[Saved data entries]
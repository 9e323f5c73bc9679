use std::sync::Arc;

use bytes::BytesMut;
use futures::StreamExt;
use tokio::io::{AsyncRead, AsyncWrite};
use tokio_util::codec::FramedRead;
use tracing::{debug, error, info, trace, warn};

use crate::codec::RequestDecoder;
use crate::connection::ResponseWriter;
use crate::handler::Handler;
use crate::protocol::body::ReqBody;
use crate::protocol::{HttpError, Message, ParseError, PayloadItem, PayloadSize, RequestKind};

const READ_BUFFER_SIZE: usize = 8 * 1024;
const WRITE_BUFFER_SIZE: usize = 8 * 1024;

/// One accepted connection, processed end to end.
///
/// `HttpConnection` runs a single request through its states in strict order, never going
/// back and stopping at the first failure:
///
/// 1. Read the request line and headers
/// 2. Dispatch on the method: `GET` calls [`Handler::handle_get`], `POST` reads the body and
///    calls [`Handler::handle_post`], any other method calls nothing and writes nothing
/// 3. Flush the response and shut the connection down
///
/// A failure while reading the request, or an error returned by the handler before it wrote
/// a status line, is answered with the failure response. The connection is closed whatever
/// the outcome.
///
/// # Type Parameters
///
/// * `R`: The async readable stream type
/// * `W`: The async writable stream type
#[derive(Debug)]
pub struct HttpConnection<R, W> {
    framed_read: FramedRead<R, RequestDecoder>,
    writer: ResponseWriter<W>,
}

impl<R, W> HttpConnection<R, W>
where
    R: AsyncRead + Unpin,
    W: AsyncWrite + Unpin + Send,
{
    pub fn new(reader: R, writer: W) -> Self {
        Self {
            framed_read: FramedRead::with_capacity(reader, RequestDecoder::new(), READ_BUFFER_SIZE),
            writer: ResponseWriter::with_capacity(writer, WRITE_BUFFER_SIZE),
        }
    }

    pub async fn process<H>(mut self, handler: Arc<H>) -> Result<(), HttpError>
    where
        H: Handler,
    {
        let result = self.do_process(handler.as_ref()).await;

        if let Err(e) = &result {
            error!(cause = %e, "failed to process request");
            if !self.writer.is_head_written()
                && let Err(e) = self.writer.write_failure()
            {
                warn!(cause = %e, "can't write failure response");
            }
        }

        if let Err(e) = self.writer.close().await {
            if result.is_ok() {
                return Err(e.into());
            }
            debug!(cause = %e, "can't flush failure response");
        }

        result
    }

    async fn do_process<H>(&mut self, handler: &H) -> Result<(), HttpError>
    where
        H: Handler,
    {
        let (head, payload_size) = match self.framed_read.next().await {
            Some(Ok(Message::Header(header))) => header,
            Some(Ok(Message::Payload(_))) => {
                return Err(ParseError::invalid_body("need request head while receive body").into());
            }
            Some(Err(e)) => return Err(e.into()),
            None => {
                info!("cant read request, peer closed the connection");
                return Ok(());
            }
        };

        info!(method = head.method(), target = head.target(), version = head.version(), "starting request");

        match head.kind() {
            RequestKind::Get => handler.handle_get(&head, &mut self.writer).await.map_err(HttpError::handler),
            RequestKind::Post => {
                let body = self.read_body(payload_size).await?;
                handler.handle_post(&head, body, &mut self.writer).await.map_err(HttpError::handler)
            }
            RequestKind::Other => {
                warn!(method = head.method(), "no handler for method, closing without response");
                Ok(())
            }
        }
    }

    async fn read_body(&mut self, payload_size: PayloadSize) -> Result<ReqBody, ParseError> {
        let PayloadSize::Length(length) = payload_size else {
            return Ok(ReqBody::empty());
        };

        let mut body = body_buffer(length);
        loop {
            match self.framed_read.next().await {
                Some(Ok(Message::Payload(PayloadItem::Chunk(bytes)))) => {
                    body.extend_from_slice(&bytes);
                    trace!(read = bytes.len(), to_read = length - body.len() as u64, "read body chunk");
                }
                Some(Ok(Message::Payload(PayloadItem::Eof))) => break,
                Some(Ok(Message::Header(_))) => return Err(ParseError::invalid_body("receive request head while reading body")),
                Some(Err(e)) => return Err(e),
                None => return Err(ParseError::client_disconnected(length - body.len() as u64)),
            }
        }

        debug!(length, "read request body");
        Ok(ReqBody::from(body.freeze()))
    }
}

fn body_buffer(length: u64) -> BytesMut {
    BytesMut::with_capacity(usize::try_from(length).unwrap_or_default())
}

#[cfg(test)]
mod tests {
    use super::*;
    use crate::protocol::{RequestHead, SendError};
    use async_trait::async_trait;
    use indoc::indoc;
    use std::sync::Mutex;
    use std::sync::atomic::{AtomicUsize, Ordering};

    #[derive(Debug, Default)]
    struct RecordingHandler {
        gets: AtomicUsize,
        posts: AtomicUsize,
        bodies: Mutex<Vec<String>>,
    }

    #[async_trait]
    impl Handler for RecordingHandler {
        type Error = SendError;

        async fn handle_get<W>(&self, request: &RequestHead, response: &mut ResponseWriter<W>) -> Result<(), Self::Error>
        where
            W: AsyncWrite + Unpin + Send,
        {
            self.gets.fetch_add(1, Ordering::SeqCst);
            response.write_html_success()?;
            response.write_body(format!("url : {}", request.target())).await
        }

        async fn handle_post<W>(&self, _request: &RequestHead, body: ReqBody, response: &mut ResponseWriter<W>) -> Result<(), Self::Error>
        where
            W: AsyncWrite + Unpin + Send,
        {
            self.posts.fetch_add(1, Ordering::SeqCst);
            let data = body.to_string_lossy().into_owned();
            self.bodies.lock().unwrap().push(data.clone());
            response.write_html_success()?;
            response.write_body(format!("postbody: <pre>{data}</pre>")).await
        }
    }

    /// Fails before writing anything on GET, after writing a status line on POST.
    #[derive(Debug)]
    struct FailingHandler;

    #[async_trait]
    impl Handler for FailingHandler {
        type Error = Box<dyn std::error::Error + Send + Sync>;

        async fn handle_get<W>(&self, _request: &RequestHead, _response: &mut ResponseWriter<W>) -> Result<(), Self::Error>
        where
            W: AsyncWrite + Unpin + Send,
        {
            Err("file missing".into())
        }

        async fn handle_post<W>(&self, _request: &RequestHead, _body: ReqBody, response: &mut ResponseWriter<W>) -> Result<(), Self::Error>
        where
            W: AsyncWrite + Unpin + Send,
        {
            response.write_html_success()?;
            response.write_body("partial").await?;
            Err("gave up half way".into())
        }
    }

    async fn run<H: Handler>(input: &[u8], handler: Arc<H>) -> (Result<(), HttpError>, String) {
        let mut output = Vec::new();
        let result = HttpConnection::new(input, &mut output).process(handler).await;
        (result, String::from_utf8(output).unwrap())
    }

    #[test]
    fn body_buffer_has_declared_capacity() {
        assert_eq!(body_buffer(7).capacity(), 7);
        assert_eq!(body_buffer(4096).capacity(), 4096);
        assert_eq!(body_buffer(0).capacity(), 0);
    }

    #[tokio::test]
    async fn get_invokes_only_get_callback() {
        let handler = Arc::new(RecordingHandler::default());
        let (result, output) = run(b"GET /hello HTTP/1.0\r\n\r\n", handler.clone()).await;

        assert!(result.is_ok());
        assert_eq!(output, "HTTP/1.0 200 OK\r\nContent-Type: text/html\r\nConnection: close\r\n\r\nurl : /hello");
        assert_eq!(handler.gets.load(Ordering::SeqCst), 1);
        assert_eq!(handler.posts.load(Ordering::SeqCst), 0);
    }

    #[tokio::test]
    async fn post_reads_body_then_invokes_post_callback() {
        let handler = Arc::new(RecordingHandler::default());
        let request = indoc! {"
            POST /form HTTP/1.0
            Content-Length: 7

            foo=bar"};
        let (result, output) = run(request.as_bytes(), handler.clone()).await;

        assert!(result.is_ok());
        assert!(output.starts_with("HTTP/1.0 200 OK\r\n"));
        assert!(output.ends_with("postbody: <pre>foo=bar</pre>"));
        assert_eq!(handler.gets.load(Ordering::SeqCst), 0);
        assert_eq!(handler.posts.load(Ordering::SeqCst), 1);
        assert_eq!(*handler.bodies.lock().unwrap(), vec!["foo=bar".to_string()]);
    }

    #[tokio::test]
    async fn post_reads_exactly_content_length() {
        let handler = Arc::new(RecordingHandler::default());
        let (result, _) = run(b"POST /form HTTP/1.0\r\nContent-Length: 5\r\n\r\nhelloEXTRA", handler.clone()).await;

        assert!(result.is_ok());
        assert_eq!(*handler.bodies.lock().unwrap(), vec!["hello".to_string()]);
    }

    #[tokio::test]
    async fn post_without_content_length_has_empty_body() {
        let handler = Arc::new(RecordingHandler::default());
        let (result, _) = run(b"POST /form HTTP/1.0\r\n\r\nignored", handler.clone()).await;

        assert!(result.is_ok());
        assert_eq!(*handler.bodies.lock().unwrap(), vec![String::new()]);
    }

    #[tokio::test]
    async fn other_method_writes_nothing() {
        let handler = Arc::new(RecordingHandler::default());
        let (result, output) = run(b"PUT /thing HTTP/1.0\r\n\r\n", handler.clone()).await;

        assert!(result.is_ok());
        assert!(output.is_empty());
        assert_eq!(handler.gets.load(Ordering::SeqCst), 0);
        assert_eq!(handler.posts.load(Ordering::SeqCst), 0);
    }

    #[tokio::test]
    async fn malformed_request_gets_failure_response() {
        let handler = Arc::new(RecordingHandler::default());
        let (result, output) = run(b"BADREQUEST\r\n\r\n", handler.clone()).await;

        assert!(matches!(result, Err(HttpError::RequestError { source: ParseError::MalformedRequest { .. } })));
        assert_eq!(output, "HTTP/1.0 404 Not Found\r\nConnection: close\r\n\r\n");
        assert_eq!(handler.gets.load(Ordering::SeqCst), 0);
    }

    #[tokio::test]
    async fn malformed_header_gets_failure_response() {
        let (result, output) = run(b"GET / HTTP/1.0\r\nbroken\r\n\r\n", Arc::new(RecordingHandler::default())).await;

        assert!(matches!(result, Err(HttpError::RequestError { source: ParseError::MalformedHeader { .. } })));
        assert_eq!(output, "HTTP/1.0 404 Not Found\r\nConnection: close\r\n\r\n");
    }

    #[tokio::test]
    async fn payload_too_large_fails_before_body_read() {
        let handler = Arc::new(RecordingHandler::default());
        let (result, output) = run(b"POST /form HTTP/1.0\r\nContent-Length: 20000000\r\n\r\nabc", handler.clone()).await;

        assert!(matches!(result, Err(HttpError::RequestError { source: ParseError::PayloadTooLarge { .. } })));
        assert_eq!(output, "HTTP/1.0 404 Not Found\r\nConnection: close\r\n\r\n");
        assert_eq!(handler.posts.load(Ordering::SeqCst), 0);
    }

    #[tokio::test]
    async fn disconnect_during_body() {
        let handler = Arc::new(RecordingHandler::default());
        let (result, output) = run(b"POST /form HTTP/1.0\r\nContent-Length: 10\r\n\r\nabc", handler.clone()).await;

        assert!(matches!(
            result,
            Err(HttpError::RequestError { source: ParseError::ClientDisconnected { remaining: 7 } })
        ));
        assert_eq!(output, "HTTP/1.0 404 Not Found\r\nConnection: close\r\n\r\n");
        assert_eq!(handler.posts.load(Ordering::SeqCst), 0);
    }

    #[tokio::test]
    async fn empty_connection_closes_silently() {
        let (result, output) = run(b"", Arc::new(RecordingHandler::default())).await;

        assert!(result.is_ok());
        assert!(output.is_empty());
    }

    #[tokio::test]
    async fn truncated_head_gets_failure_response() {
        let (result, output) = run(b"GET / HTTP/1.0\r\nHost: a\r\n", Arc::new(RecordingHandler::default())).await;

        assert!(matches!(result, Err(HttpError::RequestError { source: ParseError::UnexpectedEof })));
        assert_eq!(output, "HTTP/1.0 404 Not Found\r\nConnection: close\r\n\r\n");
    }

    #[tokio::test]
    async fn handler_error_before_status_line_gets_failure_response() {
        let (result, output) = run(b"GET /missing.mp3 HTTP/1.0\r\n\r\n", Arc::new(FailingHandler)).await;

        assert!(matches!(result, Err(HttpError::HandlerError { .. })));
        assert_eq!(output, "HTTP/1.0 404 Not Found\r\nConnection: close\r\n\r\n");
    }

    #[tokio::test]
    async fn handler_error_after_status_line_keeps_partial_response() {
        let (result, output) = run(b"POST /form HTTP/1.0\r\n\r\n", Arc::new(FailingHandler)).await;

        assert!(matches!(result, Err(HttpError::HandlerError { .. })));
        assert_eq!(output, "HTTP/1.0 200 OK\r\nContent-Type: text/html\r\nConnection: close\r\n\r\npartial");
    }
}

* * *

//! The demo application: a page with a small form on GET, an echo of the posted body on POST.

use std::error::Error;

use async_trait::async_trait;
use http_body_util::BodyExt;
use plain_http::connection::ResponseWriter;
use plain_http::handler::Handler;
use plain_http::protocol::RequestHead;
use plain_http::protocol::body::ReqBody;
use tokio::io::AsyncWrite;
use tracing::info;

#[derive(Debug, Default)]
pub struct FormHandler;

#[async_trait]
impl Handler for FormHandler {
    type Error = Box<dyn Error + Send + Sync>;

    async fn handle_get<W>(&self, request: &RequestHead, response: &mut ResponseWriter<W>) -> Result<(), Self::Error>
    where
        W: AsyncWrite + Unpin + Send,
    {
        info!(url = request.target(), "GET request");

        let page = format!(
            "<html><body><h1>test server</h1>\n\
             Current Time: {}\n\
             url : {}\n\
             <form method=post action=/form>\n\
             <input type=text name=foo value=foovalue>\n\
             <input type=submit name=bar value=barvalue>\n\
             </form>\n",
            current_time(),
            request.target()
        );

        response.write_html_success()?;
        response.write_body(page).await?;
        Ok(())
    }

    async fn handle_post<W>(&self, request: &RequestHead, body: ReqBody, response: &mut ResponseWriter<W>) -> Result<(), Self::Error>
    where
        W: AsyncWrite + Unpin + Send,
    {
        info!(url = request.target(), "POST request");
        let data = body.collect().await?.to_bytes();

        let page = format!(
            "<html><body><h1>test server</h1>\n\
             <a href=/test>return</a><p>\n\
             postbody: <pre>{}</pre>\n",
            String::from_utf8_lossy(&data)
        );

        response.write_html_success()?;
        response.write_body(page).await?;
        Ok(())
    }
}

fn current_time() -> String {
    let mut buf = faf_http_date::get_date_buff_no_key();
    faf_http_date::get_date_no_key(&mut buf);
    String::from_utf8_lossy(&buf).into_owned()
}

* * *

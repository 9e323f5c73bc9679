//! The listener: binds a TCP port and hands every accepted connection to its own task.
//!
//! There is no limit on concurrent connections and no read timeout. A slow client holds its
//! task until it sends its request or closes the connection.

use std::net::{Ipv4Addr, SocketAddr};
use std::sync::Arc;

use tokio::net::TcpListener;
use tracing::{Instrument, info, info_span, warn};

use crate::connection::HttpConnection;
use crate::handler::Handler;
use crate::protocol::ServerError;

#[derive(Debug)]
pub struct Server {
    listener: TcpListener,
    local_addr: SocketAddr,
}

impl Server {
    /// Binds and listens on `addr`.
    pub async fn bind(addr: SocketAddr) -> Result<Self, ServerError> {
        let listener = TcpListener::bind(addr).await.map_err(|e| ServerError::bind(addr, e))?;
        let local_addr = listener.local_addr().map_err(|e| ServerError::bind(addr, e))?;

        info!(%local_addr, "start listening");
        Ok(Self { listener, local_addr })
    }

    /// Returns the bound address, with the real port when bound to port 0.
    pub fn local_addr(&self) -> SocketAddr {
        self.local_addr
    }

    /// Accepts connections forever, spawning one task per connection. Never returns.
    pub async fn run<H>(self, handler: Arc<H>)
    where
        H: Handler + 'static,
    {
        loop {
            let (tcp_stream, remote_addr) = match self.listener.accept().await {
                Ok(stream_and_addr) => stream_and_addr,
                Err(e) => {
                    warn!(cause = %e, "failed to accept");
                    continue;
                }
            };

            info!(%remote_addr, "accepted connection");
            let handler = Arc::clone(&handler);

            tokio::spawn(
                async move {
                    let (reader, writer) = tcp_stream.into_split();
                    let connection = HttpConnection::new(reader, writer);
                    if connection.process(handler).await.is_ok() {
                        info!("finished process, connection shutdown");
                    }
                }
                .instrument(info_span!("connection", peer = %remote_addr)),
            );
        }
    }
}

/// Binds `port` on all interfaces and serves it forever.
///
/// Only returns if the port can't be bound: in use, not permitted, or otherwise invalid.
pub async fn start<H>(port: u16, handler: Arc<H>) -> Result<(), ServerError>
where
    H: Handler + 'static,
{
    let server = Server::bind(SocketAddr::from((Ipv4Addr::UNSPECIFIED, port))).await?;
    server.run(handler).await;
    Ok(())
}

(EXERCISE DIRECTIONS):
In the data above, which lines have "reader"? Report each of them.

(SOLUTION):
    pub fn new(reader: R, writer: W) -> Self {
            framed_read: FramedRead::with_capacity(reader, RequestDecoder::new(), READ_BUFFER_SIZE),
                    let (reader, writer) = tcp_stream.into_split();
                    let connection = HttpConnection::new(reader, writer);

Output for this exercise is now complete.